Imagine for a minute that you are the subject of a police investigation. The investigation is not yet completed and a report has not been passed to the Director of Public Prosecution for a decision on whether to charge you with any offence.

If you are charged, you might expect to be allowed to have your day in court and to mount a defence against

the charges, providing any proof you have that you are innocent and should walk free from the dock.

At which point you discover that far from a proper trial of all the evidence, the judge has already come to a judgment. More bizarrely, whatever the charge and irrespective of the judgment, the penalty itself has already been decided.In fact, the penalty was set long before the investigation even started. In other words, the crime is tailored to fit the punishment, not the other way round.

It is this situation that many IFAs now find themselves in as a result of the FSA’s requirement that those among them who sold Arch cru products to their clients must review their sales.

The regulator’s three-month consultation period expired at the end of July and advisers will learn soon whether the regulator intends to go ahead with the “proposed” redress scheme it wants to set up.

I use the word proposed in inverted commas because in more than 20 years of writing about regulatory matters, I have yet to come across

a case where the outcome of a consultation period from the FSA or its predecessors is significantly different from what it came up with in the first place.

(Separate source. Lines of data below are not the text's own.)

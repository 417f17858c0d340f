use ulid::Ulid;

use crate::lifecycle::OverlapScope;
use crate::model::*;
use crate::validation::ValidationError;

use super::EngineError;

pub fn now_ms() -> Ms {
    chrono::Utc::now().timestamp_millis()
}

/// Optional duration cap. `None` admits any length.
pub(crate) fn validate_span(span: &Span, max_hours: Option<Ms>) -> Result<(), EngineError> {
    if let Some(hours) = max_hours
        && span.duration_ms() > hours.saturating_mul(crate::limits::MS_PER_HOUR)
    {
        return Err(EngineError::LimitExceeded("reservation longer than allowed"));
    }
    Ok(())
}

/// First reservation on the studio that blocks `span`, if any.
///
/// Only reservations whose state is in `scope` count, and `exclude` (the
/// reservation being edited) never conflicts with itself. Touching edges are
/// not conflicts.
pub fn find_conflict(
    ss: &StudioState,
    span: &Span,
    scope: OverlapScope,
    exclude: Option<Ulid>,
) -> Option<Ulid> {
    ss.overlapping(span)
        .filter(|r| Some(r.id) != exclude)
        .find(|r| scope.includes(r.state) && r.span.overlaps(span))
        .map(|r| r.id)
}

pub(crate) fn check_no_overlap(
    ss: &StudioState,
    span: &Span,
    scope: OverlapScope,
    exclude: Option<Ulid>,
) -> Result<(), EngineError> {
    match find_conflict(ss, span, scope, exclude) {
        Some(existing) => {
            tracing::debug!(
                "studio {} slot [{}, {}) conflicts with reservation {existing}",
                ss.id(),
                span.start,
                span.end
            );
            Err(ValidationError::overlap().into())
        }
        None => Ok(()),
    }
}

The FSA’s stance is designed to come up with a large slice of the money it believes will be needed to pay compensation to an estimated 20,000 investors whom it believes may have been missold Arch cru products.

Now, I do not have any objection whatsoever with the concept of IFAs carrying out a review of their Arch cru sales. The number of advisers involved in the marketing of Arch cru products was relatively small – not even 800 – and assessing whether a sale was compliant should not be terribly onerous.

Were I an IFA, I would first want to look at whether I had understood the real risk rating of the Arch cru funds themselves – as distinct from simply applying the IMA sector classification to them, based on an assessment of underlying assets, to describe the funds as “cautious”?

Or even, more stupidly, whether they accepted the definition of “low risk” claimed for them in the video made in 2008 by Cru Investment Management chairman Jon Maguire and former Arch FP chief investment officer Michael Derks.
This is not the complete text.